§ Task description: In the records below, begin at the line that has "let ctx = AppContext::new(config)?;" and stop after the line that has "doesn't exist, a"; quote those lines verbatim and nothing more.

§ Provided records:

- - - - -

//! Test doubles shared by the unit tests.

use std::collections::{HashMap, VecDeque};
use std::sync::Mutex;

use async_trait::async_trait;
use tokio::time::Instant;

use crate::app::{RelayError, Result};
use crate::fetcher::{FetchResult, Fetcher};
use crate::sink::{DeliveryOutcome, Sink};

/// Sink that records every call and replays scripted outcomes, then
/// reports `Delivered` once the script runs out.
pub struct RecordingSink {
    outcomes: Mutex<VecDeque<DeliveryOutcome>>,
    calls: Mutex<Vec<(String, Instant)>>,
}

impl RecordingSink {
    pub fn new() -> Self {
        Self::with_outcomes(Vec::new())
    }

    pub fn with_outcomes(outcomes: Vec<DeliveryOutcome>) -> Self {
        Self {
            outcomes: Mutex::new(outcomes.into()),
            calls: Mutex::new(Vec::new()),
        }
    }

    pub fn messages(&self) -> Vec<String> {
        self.calls.lock().unwrap().iter().map(|(m, _)| m.clone()).collect()
    }

    pub fn call_times(&self) -> Vec<Instant> {
        self.calls.lock().unwrap().iter().map(|(_, t)| *t).collect()
    }
}

#[async_trait]
impl Sink for RecordingSink {
    async fn notify(&self, message: &str) -> DeliveryOutcome {
        self.calls
            .lock()
            .unwrap()
            .push((message.to_string(), Instant::now()));
        self.outcomes
            .lock()
            .unwrap()
            .pop_front()
            .unwrap_or(DeliveryOutcome::Delivered)
    }
}

/// Fetcher serving canned bodies by URL. Unknown URLs fail.
pub struct StaticFetcher {
    bodies: Mutex<HashMap<String, String>>,
    requests: Mutex<Vec<(String, Option<String>)>>,
}

impl StaticFetcher {
    pub fn new() -> Self {
        Self {
            bodies: Mutex::new(HashMap::new()),
            requests: Mutex::new(Vec::new()),
        }
    }

    pub fn with_feed(self, url: &str, body: impl Into<String>) -> Self {
        self.set_feed(url, body);
        self
    }

    pub fn set_feed(&self, url: &str, body: impl Into<String>) {
        self.bodies.lock().unwrap().insert(url.to_string(), body.into());
    }

    /// URLs requested so far, with the `If-None-Match` value sent.
    pub fn requests(&self) -> Vec<(String, Option<String>)> {
        self.requests.lock().unwrap().clone()
    }
}

#[async_trait]
impl Fetcher for StaticFetcher {
    async fn fetch(
        &self,
        url: &str,
        etag: Option<&str>,
        _last_modified: Option<&str>,
    ) -> Result<FetchResult> {
        self.requests
            .lock()
            .unwrap()
            .push((url.to_string(), etag.map(String::from)));

        let body = self
            .bodies
            .lock()
            .unwrap()
            .get(url)
            .cloned()
            .ok_or_else(|| RelayError::Other(format!("connection refused: {}", url)))?;

        let tag = format!("\"{}\"", body.len());
        if etag == Some(tag.as_str()) {
            return Ok(FetchResult::NotModified);
        }

        Ok(FetchResult::Content {
            body: body.into_bytes(),
            etag: Some(tag),
            last_modified: None,
        })
    }
}

/// Minimal RSS document with one `<item>` per `(guid, title, link)`.
pub fn rss(items: &[(Option<&str>, &str, &str)]) -> String {
    let mut body = String::from(
        "<?xml version=\"1.0\" encoding=\"UTF-8\"?>\n<rss version=\"2.0\"><channel><title>Test</title>\n",
    );
    for (guid, title, link) in items {
        body.push_str("<item>");
        if let Some(guid) = guid {
            body.push_str(&format!("<guid>{}</guid>", guid));
        }
        body.push_str(&format!("<title>{}</title><link>{}</link></item>\n", title, link));
    }
    body.push_str("</channel></rss>");
    body
}
//! Outbound notification channel.
//!
//! A [`Sink`] accepts a rendered message and reports one of three
//! outcomes. The worker decides what to do with each; sinks never retry.

pub mod webhook;

use std::time::Duration;

use async_trait::async_trait;

pub use webhook::WebhookSink;

#[derive(Debug, Clone, PartialEq, Eq)]
pub enum DeliveryOutcome {
    /// The sink accepted the message.
    Delivered,
    /// The sink asked us to slow down and come back after `retry_after`.
    Throttled { retry_after: Duration },
    /// Transport error or unexpected response.
    Failed(String),
}

#[async_trait]
pub trait Sink {
    async fn notify(&self, message: &str) -> DeliveryOutcome;
}
use clap::Parser;
use tracing_subscriber::{fmt, prelude::*, EnvFilter};

use rivulet_relay::app::AppContext;
use rivulet_relay::cli::{Cli, Commands};
use rivulet_relay::config::Config;
use rivulet_relay::daemon::Daemon;

#[tokio::main]
async fn main() -> anyhow::Result<()> {
    // Initialize tracing
    tracing_subscriber::registry()
        .with(fmt::layer())
        .with(EnvFilter::try_from_default_env().unwrap_or_else(|_| EnvFilter::new("info")))
        .init();

    let cli = Cli::parse();
    let config = Config::load(cli.config.as_deref())?;
    let ctx = AppContext::new(config)?;
    let daemon = Daemon::new(ctx)?;

    match cli.command.unwrap_or(Commands::Run) {
        Commands::Run => {
            daemon.run().await?;
        }
        Commands::Once => {
            if let Some(report) = daemon.run_once().await {
                println!(
                    "{} new entries, {} of {} feeds failed",
                    report.scan.queued, report.scan.feeds_failed, report.scan.feeds_scanned
                );
            }
        }
    }

    Ok(())
}
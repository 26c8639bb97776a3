//! Configuration management for the relay.
//!
//! Configuration is read from `~/.config/rivulet-relay/config.toml` unless a
//! path is given on the command line. If the default file doesn't exist, a
//! commented template is created.

mod interval;

pub use interval::{format_interval, parse_interval};

use serde::Deserialize;
use std::fs;
use std::io::Write;
use std::path::{Path, PathBuf};
use std::time::Duration;

use crate::fetcher::http_fetcher::DEFAULT_USER_AGENT;

/// Main configuration struct.
#[derive(Debug, Clone, Default, Deserialize)]
#[serde(default)]
pub struct Config {
    pub feeds: FeedsConfig,
    pub delivery: DeliveryConfig,
}

/// Where feeds come from and how often they are checked.
#[derive(Debug, Clone, Deserialize)]
#[serde(default)]
pub struct FeedsConfig {
    /// Feed list, one URL per line. Re-read every cycle.
    pub list_file: PathBuf,
    /// Persisted seen-set.
    pub seen_file: PathBuf,
    #[serde(with = "interval")]
    pub check_interval: Duration,
    #[serde(with = "interval")]
    pub request_timeout: Duration,
    pub user_agent: String,
}

impl Default for FeedsConfig {
    fn default() -> Self {
        Self {
            list_file: PathBuf::from("rss.txt"),
            seen_file: PathBuf::from("seen_entries.txt"),
            check_interval: Duration::from_secs(20 * 60),
            request_timeout: Duration::from_secs(10),
            user_agent: DEFAULT_USER_AGENT.to_string(),
        }
    }
}

/// Outbound webhook settings.
#[derive(Debug, Clone, Deserialize)]
#[serde(default)]
pub struct DeliveryConfig {
    pub webhook_url: String,
    /// Receives the end-of-cycle signal. Falls back to `webhook_url`.
    pub completion_webhook_url: Option<String>,
    #[serde(with = "interval")]
    pub send_interval: Duration,
    /// Used when a 429 response doesn't say how long to wait.
    #[serde(with = "interval")]
    pub default_retry_after: Duration,
    /// Unset means throttled notifications are retried forever.
    pub max_throttle_retries: Option<u32>,
    #[serde(with = "interval")]
    pub request_timeout: Duration,
}

impl Default for DeliveryConfig {
    fn default() -> Self {
        Self {
            webhook_url: String::new(),
            completion_webhook_url: None,
            send_interval: Duration::from_secs(5),
            default_retry_after: Duration::from_secs(10),
            max_throttle_retries: None,
            request_timeout: Duration::from_secs(10),
        }
    }
}

impl DeliveryConfig {
    pub fn completion_url(&self) -> &str {
        self.completion_webhook_url
            .as_deref()
            .filter(|url| !url.trim().is_empty())
            .unwrap_or(&self.webhook_url)
    }
}

impl Config {
    /// Load configuration from `path`, or from the default path when `None`.
    ///
    /// Only the default path gets a template written when missing; an
    /// explicit path that doesn't exist is an error. Missing fields use
    /// default values.
    pub fn load(path: Option<&Path>) -> Result<Self, ConfigError> {
        let config_path = match path {
            Some(p) => p.to_path_buf(),
            None => {
                let default_path = Self::default_config_path()?;
                if !default_path.exists() {
                    Self::create_default_config(&default_path)?;
                }
                default_path
            }
        };

        let content = fs::read_to_string(&config_path).map_err(|e| ConfigError::Io {
            path: config_path.clone(),
            source: e,
        })?;

        Self::from_toml(&content).map_err(|e| ConfigError::Parse {
            path: config_path,
            source: e,
        })
    }

    pub fn from_toml(content: &str) -> Result<Self, toml::de::Error> {
        toml::from_str(content)
    }

    /// Reject configurations the relay can't run with.
    pub fn validate(&self) -> Result<(), ConfigError> {
        if self.delivery.webhook_url.trim().is_empty() {
            return Err(ConfigError::Missing("delivery.webhook_url"));
        }
        if self.feeds.check_interval.is_zero() {
            return Err(ConfigError::Invalid(
                "feeds.check_interval must be greater than zero".into(),
            ));
        }
        Ok(())
    }

    /// Get the default config file path: `~/.config/rivulet-relay/config.toml`
    pub fn default_config_path() -> Result<PathBuf, ConfigError> {
        let config_dir = dirs::config_dir().ok_or(ConfigError::NoConfigDir)?;
        Ok(config_dir.join("rivulet-relay").join("config.toml"))
    }

    fn create_default_config(path: &Path) -> Result<(), ConfigError> {
        if let Some(parent) = path.parent() {
            fs::create_dir_all(parent).map_err(|e| ConfigError::Io {
                path: parent.to_path_buf(),
                source: e,
            })?;
        }

        let mut file = fs::File::create(path).map_err(|e| ConfigError::Io {
            path: path.to_path_buf(),
            source: e,
        })?;

        file.write_all(Self::default_config_content().as_bytes())
            .map_err(|e| ConfigError::Io {
                path: path.to_path_buf(),
                source: e,
            })?;

        tracing::info!("Wrote default config to {}", path.display());
        Ok(())
    }

    /// Generate the default config file content with comments.
    fn default_config_content() -> &'static str {
        r##"# rivulet-relay configuration
#
# Intervals accept "30s", "20m", "1h", "1d" or a plain number of seconds.

[feeds]
# One feed URL per line; blank lines and lines starting with '#' are ignored.
# Re-read at the start of every check, so edits apply without a restart.
list_file = "rss.txt"

# Keys of entries already announced, one per line.
seen_file = "seen_entries.txt"

# Time between feed checks
check_interval = "20m"

# Per-request timeout when fetching feeds
request_timeout = "10s"

[delivery]
# Webhook receiving one message per new entry (required)
webhook_url = ""

# Webhook receiving the "check complete" message after every cycle.
# Defaults to webhook_url.
# completion_webhook_url = ""

# Minimum pause between two sends
send_interval = "5s"

# Wait used when a rate-limited response carries no Retry-After
default_retry_after = "10s"

# Give up on a notification after this many rate-limited attempts.
# Unset: retry forever.
# max_throttle_retries = 20

request_timeout = "10s"
"##
    }
}

/// Configuration errors.
#[derive(Debug, thiserror::Error)]
pub enum ConfigError {
    #[error("Could not determine config directory")]
    NoConfigDir,

    #[error("Failed to read/write config file at {path}: {source}")]
    Io {
        path: PathBuf,
        source: std::io::Error,
    },

    #[error("Failed to parse config file at {path}: {source}")]
    Parse {
        path: PathBuf,
        source: toml::de::Error,
    },

    #[error("Missing required setting: {0}")]
    Missing(&'static str),

    #[error("{0}")]
    Invalid(String),
}

#[cfg(test)]
mod tests {
    use super::*;

    #[test]
    fn test_default_config_deserializes() {
        let config =
            Config::from_toml(Config::default_config_content()).expect("Default config should be valid TOML");

        assert_eq!(config.feeds.list_file, PathBuf::from("rss.txt"));
        assert_eq!(config.feeds.check_interval, Duration::from_secs(1200));
        assert_eq!(config.delivery.send_interval, Duration::from_secs(5));
        assert_eq!(config.delivery.max_throttle_retries, None);
    }

    #[test]
    fn test_default_config_needs_webhook() {
        let config = Config::from_toml(Config::default_config_content()).unwrap();
        assert!(matches!(
            config.validate(),
            Err(ConfigError::Missing("delivery.webhook_url"))
        ));
    }

    #[test]
    fn test_partial_config() {
        let content = r##"
[feeds]
check_interval = 90

[delivery]
webhook_url = "https://hooks.example/abc"
send_interval = "2s"
max_throttle_retries = 3
"##;
        let config = Config::from_toml(content).expect("Partial config should work");

        assert_eq!(config.feeds.check_interval, Duration::from_secs(90));
        assert_eq!(config.feeds.seen_file, PathBuf::from("seen_entries.txt"));
        assert_eq!(config.delivery.send_interval, Duration::from_secs(2));
        assert_eq!(config.delivery.max_throttle_retries, Some(3));
        assert_eq!(config.delivery.default_retry_after, Duration::from_secs(10));
        assert!(config.validate().is_ok());
    }

    #[test]
    fn test_empty_config() {
        let config = Config::from_toml("").expect("Empty config should work");
        assert_eq!(config.feeds.request_timeout, Duration::from_secs(10));
        assert!(config.delivery.webhook_url.is_empty());
    }

    #[test]
    fn test_bad_interval_is_rejected() {
        assert!(Config::from_toml("[feeds]\ncheck_interval = \"soon\"\n").is_err());
    }

    #[test]
    fn test_zero_check_interval_is_invalid() {
        let config = Config::from_toml(
            "[feeds]\ncheck_interval = 0\n[delivery]\nwebhook_url = \"https://h.example\"\n",
        )
        .unwrap();
        assert!(matches!(config.validate(), Err(ConfigError::Invalid(_))));
    }

    #[test]
    fn test_completion_url_falls_back() {
        let mut delivery = DeliveryConfig {
            webhook_url: "https://hooks.example/main".into(),
            ..DeliveryConfig::default()
        };
        assert_eq!(delivery.completion_url(), "https://hooks.example/main");

        delivery.completion_webhook_url = Some("https://hooks.example/ok".into());
        assert_eq!(delivery.completion_url(), "https://hooks.example/ok");
    }

    #[test]
    fn test_load_explicit_path() {
        let dir = tempfile::tempdir().unwrap();
        let path = dir.path().join("relay.toml");
        fs::write(&path, "[delivery]\nwebhook_url = \"https://h.example\"\n").unwrap();

        let config = Config::load(Some(&path)).unwrap();
        assert_eq!(config.delivery.webhook_url, "https://h.example");

        let missing = dir.path().join("nope.toml");
        assert!(matches!(
            Config::load(Some(&missing)),
            Err(ConfigError::Io { .. })
        ));
    }
}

- - - - -

§ Solution for this task:
    let ctx = AppContext::new(config)?;
    let daemon = Daemon::new(ctx)?;

    match cli.command.unwrap_or(Commands::Run) {
        Commands::Run => {
            daemon.run().await?;
        }
        Commands::Once => {
            if let Some(report) = daemon.run_once().await {
                println!(
                    "{} new entries, {} of {} feeds failed",
                    report.scan.queued, report.scan.feeds_failed, report.scan.feeds_scanned
                );
            }
        }
    }

    Ok(())
}
repository 26c8639bb97776a3
//! Configuration management for the relay.
//!
//! Configuration is read from `~/.config/rivulet-relay/config.toml` unless a
//! path is given on the command line. If the default file doesn't exist, a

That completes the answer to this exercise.